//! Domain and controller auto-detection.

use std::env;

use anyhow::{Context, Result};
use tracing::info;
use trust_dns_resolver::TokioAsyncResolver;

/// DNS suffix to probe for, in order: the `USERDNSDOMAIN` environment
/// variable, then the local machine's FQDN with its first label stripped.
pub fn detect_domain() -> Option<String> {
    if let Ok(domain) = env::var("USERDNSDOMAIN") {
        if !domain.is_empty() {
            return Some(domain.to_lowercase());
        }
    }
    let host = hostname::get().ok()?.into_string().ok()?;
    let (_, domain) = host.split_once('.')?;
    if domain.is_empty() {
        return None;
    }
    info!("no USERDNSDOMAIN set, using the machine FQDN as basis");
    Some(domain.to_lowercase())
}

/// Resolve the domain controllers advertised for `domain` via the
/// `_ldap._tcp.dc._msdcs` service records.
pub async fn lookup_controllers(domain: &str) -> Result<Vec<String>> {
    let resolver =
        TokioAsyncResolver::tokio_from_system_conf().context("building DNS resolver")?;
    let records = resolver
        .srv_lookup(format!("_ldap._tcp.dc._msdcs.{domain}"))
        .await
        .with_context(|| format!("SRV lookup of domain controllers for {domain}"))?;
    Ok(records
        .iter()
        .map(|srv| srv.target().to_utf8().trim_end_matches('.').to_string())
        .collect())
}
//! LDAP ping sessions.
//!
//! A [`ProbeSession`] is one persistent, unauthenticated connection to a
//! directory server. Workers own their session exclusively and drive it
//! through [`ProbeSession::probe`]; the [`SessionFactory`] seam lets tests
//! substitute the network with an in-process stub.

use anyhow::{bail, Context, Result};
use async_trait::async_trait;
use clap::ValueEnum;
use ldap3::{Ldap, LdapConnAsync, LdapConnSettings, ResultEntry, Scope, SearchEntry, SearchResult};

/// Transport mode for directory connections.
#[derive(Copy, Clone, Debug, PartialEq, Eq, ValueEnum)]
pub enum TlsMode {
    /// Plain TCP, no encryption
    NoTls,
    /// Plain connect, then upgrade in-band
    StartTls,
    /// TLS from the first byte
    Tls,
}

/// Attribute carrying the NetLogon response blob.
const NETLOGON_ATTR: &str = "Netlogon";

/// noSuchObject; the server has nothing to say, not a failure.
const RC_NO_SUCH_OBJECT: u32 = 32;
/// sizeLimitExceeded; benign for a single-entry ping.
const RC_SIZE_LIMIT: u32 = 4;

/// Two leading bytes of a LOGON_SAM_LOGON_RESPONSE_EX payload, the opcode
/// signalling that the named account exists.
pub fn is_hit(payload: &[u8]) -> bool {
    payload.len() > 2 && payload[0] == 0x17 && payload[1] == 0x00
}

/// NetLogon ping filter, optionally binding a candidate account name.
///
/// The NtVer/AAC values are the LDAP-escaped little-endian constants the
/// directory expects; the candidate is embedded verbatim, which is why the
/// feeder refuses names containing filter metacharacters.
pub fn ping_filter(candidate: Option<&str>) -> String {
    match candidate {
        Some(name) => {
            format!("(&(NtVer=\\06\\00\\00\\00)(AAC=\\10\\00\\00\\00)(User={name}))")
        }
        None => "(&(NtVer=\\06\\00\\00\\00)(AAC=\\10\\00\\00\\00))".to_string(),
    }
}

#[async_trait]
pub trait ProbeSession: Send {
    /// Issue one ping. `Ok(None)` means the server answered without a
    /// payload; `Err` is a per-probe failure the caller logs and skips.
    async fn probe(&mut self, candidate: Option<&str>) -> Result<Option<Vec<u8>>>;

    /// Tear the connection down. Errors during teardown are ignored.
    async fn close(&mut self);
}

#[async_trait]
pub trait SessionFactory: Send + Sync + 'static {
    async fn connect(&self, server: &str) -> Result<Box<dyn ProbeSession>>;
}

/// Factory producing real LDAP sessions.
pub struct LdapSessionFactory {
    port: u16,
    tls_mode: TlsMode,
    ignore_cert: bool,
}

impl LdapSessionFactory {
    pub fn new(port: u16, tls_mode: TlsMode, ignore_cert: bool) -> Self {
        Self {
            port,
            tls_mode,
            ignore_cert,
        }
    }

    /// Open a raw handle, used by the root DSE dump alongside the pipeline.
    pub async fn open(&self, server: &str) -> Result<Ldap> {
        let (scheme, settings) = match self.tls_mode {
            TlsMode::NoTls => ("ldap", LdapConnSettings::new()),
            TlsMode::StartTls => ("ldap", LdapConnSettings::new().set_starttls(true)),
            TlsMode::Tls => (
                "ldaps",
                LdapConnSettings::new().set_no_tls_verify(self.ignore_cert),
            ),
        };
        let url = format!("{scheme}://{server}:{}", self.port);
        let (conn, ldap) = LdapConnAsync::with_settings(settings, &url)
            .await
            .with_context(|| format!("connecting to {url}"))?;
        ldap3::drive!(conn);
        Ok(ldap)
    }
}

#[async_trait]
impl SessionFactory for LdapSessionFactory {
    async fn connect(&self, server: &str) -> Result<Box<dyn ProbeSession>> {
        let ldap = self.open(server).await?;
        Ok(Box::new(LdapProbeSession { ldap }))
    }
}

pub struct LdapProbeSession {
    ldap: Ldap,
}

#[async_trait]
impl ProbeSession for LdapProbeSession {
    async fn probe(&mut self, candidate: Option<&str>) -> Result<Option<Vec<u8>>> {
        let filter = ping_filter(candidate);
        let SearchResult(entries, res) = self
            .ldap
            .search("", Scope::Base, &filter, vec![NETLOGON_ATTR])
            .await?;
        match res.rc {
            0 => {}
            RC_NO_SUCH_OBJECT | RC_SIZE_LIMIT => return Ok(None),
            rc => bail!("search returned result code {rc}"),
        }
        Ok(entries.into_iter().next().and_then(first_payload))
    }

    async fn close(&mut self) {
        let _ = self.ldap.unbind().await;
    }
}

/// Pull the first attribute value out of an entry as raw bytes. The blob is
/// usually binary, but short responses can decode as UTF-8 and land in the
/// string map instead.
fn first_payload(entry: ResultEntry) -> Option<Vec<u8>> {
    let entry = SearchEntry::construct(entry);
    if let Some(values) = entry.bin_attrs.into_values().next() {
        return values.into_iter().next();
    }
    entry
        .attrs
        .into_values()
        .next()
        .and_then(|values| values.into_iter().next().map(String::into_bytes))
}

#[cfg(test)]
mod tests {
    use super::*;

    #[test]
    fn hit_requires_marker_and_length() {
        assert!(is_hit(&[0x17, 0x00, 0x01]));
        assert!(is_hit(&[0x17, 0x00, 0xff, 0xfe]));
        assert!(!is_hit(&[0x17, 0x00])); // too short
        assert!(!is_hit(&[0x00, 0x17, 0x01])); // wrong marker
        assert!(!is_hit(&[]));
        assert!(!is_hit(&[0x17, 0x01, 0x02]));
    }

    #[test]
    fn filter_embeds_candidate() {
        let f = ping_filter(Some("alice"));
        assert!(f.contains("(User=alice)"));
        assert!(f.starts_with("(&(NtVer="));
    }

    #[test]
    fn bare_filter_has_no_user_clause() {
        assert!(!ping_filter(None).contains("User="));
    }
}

◆ ◆ ◆ ◆ ◆

▶ [Exercise objective] Find the line with "use super::*;" in the material above. Reproduce it and each line after it up to and including the line with "assert!(!is_hit(&[0x17, 0x01, 0x02]));".

▶ [Finished task]
    use super::*;

    #[test]
    fn hit_requires_marker_and_length() {
        assert!(is_hit(&[0x17, 0x00, 0x01]));
        assert!(is_hit(&[0x17, 0x00, 0xff, 0xfe]));
        assert!(!is_hit(&[0x17, 0x00])); // too short
        assert!(!is_hit(&[0x00, 0x17, 0x01])); // wrong marker
        assert!(!is_hit(&[]));
        assert!(!is_hit(&[0x17, 0x01, 0x02]));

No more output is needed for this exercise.